Sullivan wasn’t able to put an exact dollar amount on the renovations, only to say it will be “several million dollars.” Building permits filed with the city-county Office of Construction Code Enforcement in the past six months have totaled about $1.5 million.

But the changes are more than physical. Tennis Club of Memphis created a new logo, a new Web site – even a new entrance to the club – all of which leads Sullivan to believe that visitors to the club won’t realize where they are.

“We changed everything from the front doors on in,” he said.

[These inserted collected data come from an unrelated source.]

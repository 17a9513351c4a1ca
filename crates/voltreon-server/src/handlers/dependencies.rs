//! Dependency graph and summarization handlers

use super::{ApiJson, ApiPath, ApiQuery, MessageResponse};
use crate::error::AppError;
use crate::state::AppState;
use axum::Json;
use axum::extract::State;
use axum::http::StatusCode;
use serde::Deserialize;
use voltreon::dependency::{DependencyGraph, DirectLinks, GraphOptions};
use voltreon::domain::{TicketDependency, TicketId};
use voltreon::summary::Summary;

/// Body of `POST /tickets/{ticketId}/dependencies`
#[derive(Debug, Deserialize)]
#[serde(rename_all = "camelCase")]
pub struct AddDependencyRequest {
    /// The ticket the path ticket will depend on
    pub depends_on_ticket_id: TicketId,
}

/// Query of `GET /tickets/{ticketId}/dependency-graph`
#[derive(Debug, Default, Deserialize)]
#[serde(rename_all = "camelCase")]
pub struct GraphQuery {
    /// Deepest level to expand
    pub max_depth: Option<usize>,
}

/// Direct dependencies and dependents
pub async fn list_dependencies(
    State(state): State<AppState>,
    ApiPath(ticket): ApiPath<TicketId>,
) -> Result<Json<DirectLinks>, AppError> {
    Ok(Json(state.dependencies().direct_links(ticket).await?))
}

/// Propose a new edge
pub async fn add_dependency(
    State(state): State<AppState>,
    ApiPath(ticket): ApiPath<TicketId>,
    ApiJson(req): ApiJson<AddDependencyRequest>,
) -> Result<(StatusCode, Json<TicketDependency>), AppError> {
    let edge = state
        .dependencies()
        .propose_edge(ticket, req.depends_on_ticket_id)
        .await?;
    Ok((StatusCode::CREATED, Json(edge)))
}

/// Remove an edge
pub async fn remove_dependency(
    State(state): State<AppState>,
    ApiPath((ticket, depends_on)): ApiPath<(TicketId, TicketId)>,
) -> Result<Json<MessageResponse>, AppError> {
    state.dependencies().remove_edge(ticket, depends_on).await?;
    Ok(MessageResponse::json(format!(
        "Ticket {ticket} no longer depends on ticket {depends_on}"
    )))
}

/// Full upstream/downstream graph
pub async fn dependency_graph(
    State(state): State<AppState>,
    ApiPath(ticket): ApiPath<TicketId>,
    ApiQuery(query): ApiQuery<GraphQuery>,
) -> Result<Json<DependencyGraph>, AppError> {
    let graph = state
        .dependencies()
        .build_graph(
            ticket,
            &GraphOptions {
                max_depth: query.max_depth,
            },
        )
        .await?;
    Ok(Json(graph))
}

/// Summarize a ticket's dependencies
pub async fn summarize(
    State(state): State<AppState>,
    ApiPath(ticket): ApiPath<TicketId>,
) -> Result<Json<Summary>, AppError> {
    Ok(Json(state.summaries().summarize(ticket).await?))
}
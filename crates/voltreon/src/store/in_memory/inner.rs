//! Core in-memory store data structures.
//!
//! This module contains the inner state that holds all records and is
//! wrapped in `Arc<Mutex<>>` for thread safety.

use crate::domain::{Person, PersonId, Project, ProjectId, Ticket, TicketId};
use crate::error::{Error, Result};
use petgraph::stable_graph::{NodeIndex, StableDiGraph};
use std::collections::{BTreeSet, HashMap};

/// Inner store state (not thread-safe).
///
/// # Graph Representation
///
/// Dependencies live in a petgraph `StableDiGraph` with edges directed from
/// **dependent to dependency** (source depends on target). The stable variant
/// keeps every other ticket's `NodeIndex` valid when a ticket is removed.
pub(crate) struct InMemoryStoreInner {
    /// Projects indexed by ID
    pub(super) projects: HashMap<ProjectId, Project>,

    /// Tickets indexed by ID
    pub(super) tickets: HashMap<TicketId, Ticket>,

    /// People indexed by ID
    pub(super) people: HashMap<PersonId, Person>,

    /// Assignment pairs, ordered by ticket then person
    pub(super) assignments: BTreeSet<(TicketId, PersonId)>,

    /// Dependency graph. Every ticket in `tickets` has a node here.
    pub(super) graph: StableDiGraph<TicketId, ()>,

    /// Mapping from ticket ID to graph node
    pub(super) node_map: HashMap<TicketId, NodeIndex>,

    next_project_id: i64,
    next_ticket_id: i64,
    next_person_id: i64,
}

impl InMemoryStoreInner {
    /// Create an empty store
    pub(crate) fn new() -> Self {
        Self {
            projects: HashMap::new(),
            tickets: HashMap::new(),
            people: HashMap::new(),
            assignments: BTreeSet::new(),
            graph: StableDiGraph::new(),
            node_map: HashMap::new(),
            next_project_id: 1,
            next_ticket_id: 1,
            next_person_id: 1,
        }
    }

    // IDs are never reused, matching an autoincrement primary key.

    pub(super) fn allocate_project_id(&mut self) -> ProjectId {
        let id = ProjectId(self.next_project_id);
        self.next_project_id += 1;
        id
    }

    pub(super) fn allocate_ticket_id(&mut self) -> TicketId {
        let id = TicketId(self.next_ticket_id);
        self.next_ticket_id += 1;
        id
    }

    pub(super) fn allocate_person_id(&mut self) -> PersonId {
        let id = PersonId(self.next_person_id);
        self.next_person_id += 1;
        id
    }

    /// Store a ticket and give it a graph node.
    pub(super) fn insert_ticket(&mut self, ticket: Ticket) {
        let node = self.graph.add_node(ticket.id);
        self.node_map.insert(ticket.id, node);
        self.tickets.insert(ticket.id, ticket);
    }

    /// Remove a ticket, its graph node (and with it every incident edge), and
    /// its assignments.
    pub(super) fn remove_ticket(&mut self, id: TicketId) -> Result<Ticket> {
        let ticket = self.tickets.remove(&id).ok_or(Error::TicketNotFound(id))?;
        if let Some(node) = self.node_map.remove(&id) {
            self.graph.remove_node(node);
        }
        self.assignments.retain(|(ticket_id, _)| *ticket_id != id);
        Ok(ticket)
    }

    /// Look up a ticket's graph node.
    pub(super) fn node(&self, id: TicketId) -> Result<NodeIndex> {
        self.node_map
            .get(&id)
            .copied()
            .ok_or(Error::TicketNotFound(id))
    }

    /// Add an edge without any validation, for seeding cyclic data.
    #[cfg(test)]
    pub(crate) fn insert_raw_edge(&mut self, from: TicketId, to: TicketId) -> Result<()> {
        let a = self.node(from)?;
        let b = self.node(to)?;
        self.graph.add_edge(a, b, ());
        Ok(())
    }

    /// Check that no other person already holds this email or username.
    pub(super) fn check_person_unique(
        &self,
        except: Option<PersonId>,
        email: Option<&str>,
        username: Option<&str>,
    ) -> Result<()> {
        for person in self.people.values() {
            if Some(person.id) == except {
                continue;
            }
            if let Some(email) = email {
                if person.email.as_deref() == Some(email) {
                    return Err(Error::DuplicatePerson {
                        field: "email",
                        value: email.to_string(),
                    });
                }
            }
            if let Some(username) = username {
                if person.username.as_deref() == Some(username) {
                    return Err(Error::DuplicatePerson {
                        field: "username",
                        value: username.to_string(),
                    });
                }
            }
        }
        Ok(())
    }
}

Sullivan said SVSE, as the majority partner, was “very involved” with the direction of the renovations. He also said the owners met with officials from tennis’ governing bodies, the ATP Tour Inc. on the men’s side and the WTA Tour Inc. on the women’s side, to gauge their requirements for hosting a pair of first-class tournaments. The men’s event, for example, is a “500” level series, meaning better players and bigger payout.

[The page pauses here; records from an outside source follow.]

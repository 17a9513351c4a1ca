//! Shared router state.

use voltreon::app::App;
use voltreon::dependency::DependencyService;
use voltreon::store::EntityStore;
use voltreon::summary::SummaryService;

/// State handed to every handler. Cloning shares the underlying store.
#[derive(Clone, Debug)]
pub struct AppState {
    app: App,
}

impl AppState {
    /// Wrap an opened workspace.
    pub fn new(app: App) -> Self {
        Self { app }
    }

    /// The workspace.
    pub fn app(&self) -> &App {
        &self.app
    }

    /// The entity store.
    pub fn store(&self) -> &dyn EntityStore {
        self.app.store()
    }

    /// Dependency operations.
    pub fn dependencies(&self) -> &DependencyService {
        self.app.dependencies()
    }

    /// Summarization.
    pub fn summaries(&self) -> &SummaryService {
        self.app.summaries()
    }
}
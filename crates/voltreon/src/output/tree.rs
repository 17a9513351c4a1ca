//! Dependency tree rendering for `voltreon dep graph` output.

use std::io::{self, Write};

use colored::Colorize;

use super::color::{ai_marker, bold, colored_status_icon, colorize_id, colorize_status, dimmed};
use super::{OutputConfig, OutputMode, print_json};
use crate::dependency::{DependencyGraph, DownstreamNode, UpstreamNode};
use crate::domain::TicketRef;

/// A renderable tree node: a ticket plus its children in one direction.
trait TreeNode {
    fn ticket(&self) -> &TicketRef;
    fn children(&self) -> &[Self]
    where
        Self: Sized;
}

impl TreeNode for UpstreamNode {
    fn ticket(&self) -> &TicketRef {
        &self.ticket
    }

    fn children(&self) -> &[Self] {
        &self.dependencies
    }
}

impl TreeNode for DownstreamNode {
    fn ticket(&self) -> &TicketRef {
        &self.ticket
    }

    fn children(&self) -> &[Self] {
        &self.dependents
    }
}

/// Print a dependency graph.
///
/// Text mode renders both trees with ASCII/Unicode connectors:
/// ```text
/// ◆ #3 Deploy [To Do]
///
/// Depends on (2):
/// └── #2 Build ▶
///     └── #1 Setup ✓
///
/// Depended on by (0):
///   (none)
/// ```
/// JSON mode prints the graph object itself.
pub fn print_dependency_graph(graph: &DependencyGraph, mode: OutputMode) -> io::Result<()> {
    match mode {
        OutputMode::Json => print_json(graph),
        OutputMode::Text => {
            let stdout = io::stdout();
            let mut handle = stdout.lock();
            let config = OutputConfig::from_env();
            print_dependency_graph_text(&mut handle, graph, &config)
        }
    }
}

pub(crate) fn print_dependency_graph_text<W: Write>(
    w: &mut W,
    graph: &DependencyGraph,
    config: &OutputConfig,
) -> io::Result<()> {
    let root_icon = if config.use_ascii { "*" } else { "◆" };
    let root_icon_str = if config.use_colors {
        root_icon.cyan().bold().to_string()
    } else {
        root_icon.to_string()
    };

    writeln!(
        w,
        "{} {} {} [{}]",
        root_icon_str,
        colorize_id(graph.ticket.id, config),
        graph.ticket.title,
        colorize_status(graph.ticket.status, config)
    )?;

    writeln!(w)?;
    writeln!(
        w,
        "{} ({}):",
        bold("Depends on", config),
        graph.summary.total_upstream
    )?;
    print_children(w, &graph.all_upstream_dependencies, &[], config)?;

    writeln!(w)?;
    writeln!(
        w,
        "{} ({}):",
        bold("Depended on by", config),
        graph.summary.total_downstream
    )?;
    print_children(w, &graph.all_downstream_dependents, &[], config)
}

/// Recursively render tree children with proper connector lines.
///
/// `prefix_segments` tracks which ancestor levels still have siblings below,
/// used to draw the vertical continuation lines (`│`).
fn print_children<W: Write, N: TreeNode>(
    w: &mut W,
    children: &[N],
    prefix_segments: &[bool],
    config: &OutputConfig,
) -> io::Result<()> {
    if children.is_empty() && prefix_segments.is_empty() {
        return writeln!(w, "  {}", dimmed("(none)", config));
    }

    let (branch, corner, pipe, space) = if config.use_ascii {
        ("|-- ", "`-- ", "|   ", "    ")
    } else {
        ("├── ", "└── ", "│   ", "    ")
    };

    for (i, child) in children.iter().enumerate() {
        let is_last = i == children.len() - 1;

        let mut prefix = String::new();
        for &has_more in prefix_segments {
            prefix.push_str(&dimmed(if has_more { pipe } else { space }, config));
        }
        let connector = dimmed(if is_last { corner } else { branch }, config);

        let ticket = child.ticket();
        let marker = ai_marker(ticket.is_ai_generated, config);
        let marker = if marker.is_empty() {
            marker
        } else {
            format!(" {marker}")
        };

        writeln!(
            w,
            "{}{}{} {} {}{}",
            prefix,
            connector,
            colorize_id(ticket.id, config),
            ticket.title,
            colored_status_icon(ticket.status, config),
            marker
        )?;

        if !child.children().is_empty() {
            let mut next_segments = prefix_segments.to_vec();
            next_segments.push(!is_last);
            print_children(w, child.children(), &next_segments, config)?;
        }
    }

    Ok(())
}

“It’s been a real team effort,” Sullivan said.

MEMPHIS HANDIWORK

The team was aided by a couple of Memphis partners – The Crump Firm on the architecture and design side and Grinder, Taber & Grinder Inc. on the construction side.

Brett Grinder, vice president of Grinder, Taber & Grinder, the company handling general contractor duties for the renovation, said he understood his company’s requirement of balancing the needs of the tournament and the general membership.

“They want the best of both worlds,” he said. “The members are foremost in their minds, it’s clear, and they want to make sure the experience of being a member of that club is on par with every topflight club in the area, and it will be.”

Grinder, Taber & Grinder has done some minor renovations at the club before, and it has done work at other sports facilities, including Memphis Country Club, ParMasters and school gymnasiums throughout the city.

“Athletic facilities are something we like to focus on because they’re neat projects and they’re good for the community to have,” Grinder said. “I think an anchor like that in that part of town is very important.”

With a racquetball tournament happening at the club, Grinder, Taber & Grinder won’t be able to start the second phase of construction – roughly $1 million of locker room improvements – until next week. Then it will need to turn over the facility in time for the Feb. 12 start of the tournaments.

“We’re going to basically crunch down a very complicated project into that time frame just because it has to fit between those tournament dates,” Grinder said. “We’re going to be working through the holidays. The plan is to work as hard as we can.”

Home of the Tigers

Yet another piece of The Racquet Club’s changes is the club’s owners have teamed up with the University of Memphis to be the official home of the men’s and women’s tennis teams, a deal that was unveiled last week.

That means redoing six of the facility’s outdoor hard courts. Each will have a new surface and new windscreen with the

U of M logo on them, and the teams will even have their own area in the club for locker rooms.

For Sullivan, this partnership – coupled with the club’s other offerings and upgrades for tennis players and fans – epitomizes the new owners’ mission as it looks to the future.

“One of our original goals was to be the center of tennis in the Mid-South, and now we’ll have men’s and women’s professional tennis tournaments, a national junior tournament and we’ll be the home of a major Division I college tennis team,” Sullivan said. “So that’s a pretty good start.”